[Start of Attachment]
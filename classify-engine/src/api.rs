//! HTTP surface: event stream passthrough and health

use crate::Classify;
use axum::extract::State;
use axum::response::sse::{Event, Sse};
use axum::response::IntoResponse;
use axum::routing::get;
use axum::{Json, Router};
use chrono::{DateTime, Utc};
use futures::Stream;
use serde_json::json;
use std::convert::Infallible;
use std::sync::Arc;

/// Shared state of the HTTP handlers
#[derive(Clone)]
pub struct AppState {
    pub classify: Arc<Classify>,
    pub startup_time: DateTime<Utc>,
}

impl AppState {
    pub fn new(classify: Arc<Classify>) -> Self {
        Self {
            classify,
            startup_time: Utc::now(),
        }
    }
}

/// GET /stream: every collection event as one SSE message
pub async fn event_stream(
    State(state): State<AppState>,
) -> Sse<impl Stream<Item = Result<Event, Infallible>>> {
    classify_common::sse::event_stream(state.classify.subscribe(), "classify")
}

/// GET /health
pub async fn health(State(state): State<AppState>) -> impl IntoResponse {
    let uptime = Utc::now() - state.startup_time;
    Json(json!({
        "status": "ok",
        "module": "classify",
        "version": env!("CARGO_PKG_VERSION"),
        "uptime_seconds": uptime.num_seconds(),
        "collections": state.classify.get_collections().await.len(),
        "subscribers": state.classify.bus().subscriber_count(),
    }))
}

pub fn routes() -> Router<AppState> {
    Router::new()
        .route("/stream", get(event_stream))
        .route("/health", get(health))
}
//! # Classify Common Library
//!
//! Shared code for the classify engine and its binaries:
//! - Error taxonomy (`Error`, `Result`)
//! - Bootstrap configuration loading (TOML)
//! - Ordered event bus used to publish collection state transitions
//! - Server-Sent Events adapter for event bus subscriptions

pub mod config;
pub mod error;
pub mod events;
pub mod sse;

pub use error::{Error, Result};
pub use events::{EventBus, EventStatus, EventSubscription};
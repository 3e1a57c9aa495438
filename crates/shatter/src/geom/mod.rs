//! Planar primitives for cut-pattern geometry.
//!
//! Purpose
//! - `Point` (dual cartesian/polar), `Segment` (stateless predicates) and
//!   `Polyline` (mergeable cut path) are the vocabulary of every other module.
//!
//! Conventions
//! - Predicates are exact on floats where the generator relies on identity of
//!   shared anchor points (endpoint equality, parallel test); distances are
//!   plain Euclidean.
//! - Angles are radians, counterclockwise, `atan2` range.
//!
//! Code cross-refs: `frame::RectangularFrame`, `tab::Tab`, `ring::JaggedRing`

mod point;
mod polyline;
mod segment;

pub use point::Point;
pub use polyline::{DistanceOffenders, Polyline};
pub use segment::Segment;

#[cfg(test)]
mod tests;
[End of Attachment]
From the listing above, collect every line that mentions the word "Self".

    pub fn new(classify: Arc<Classify>) -> Self {
        Self {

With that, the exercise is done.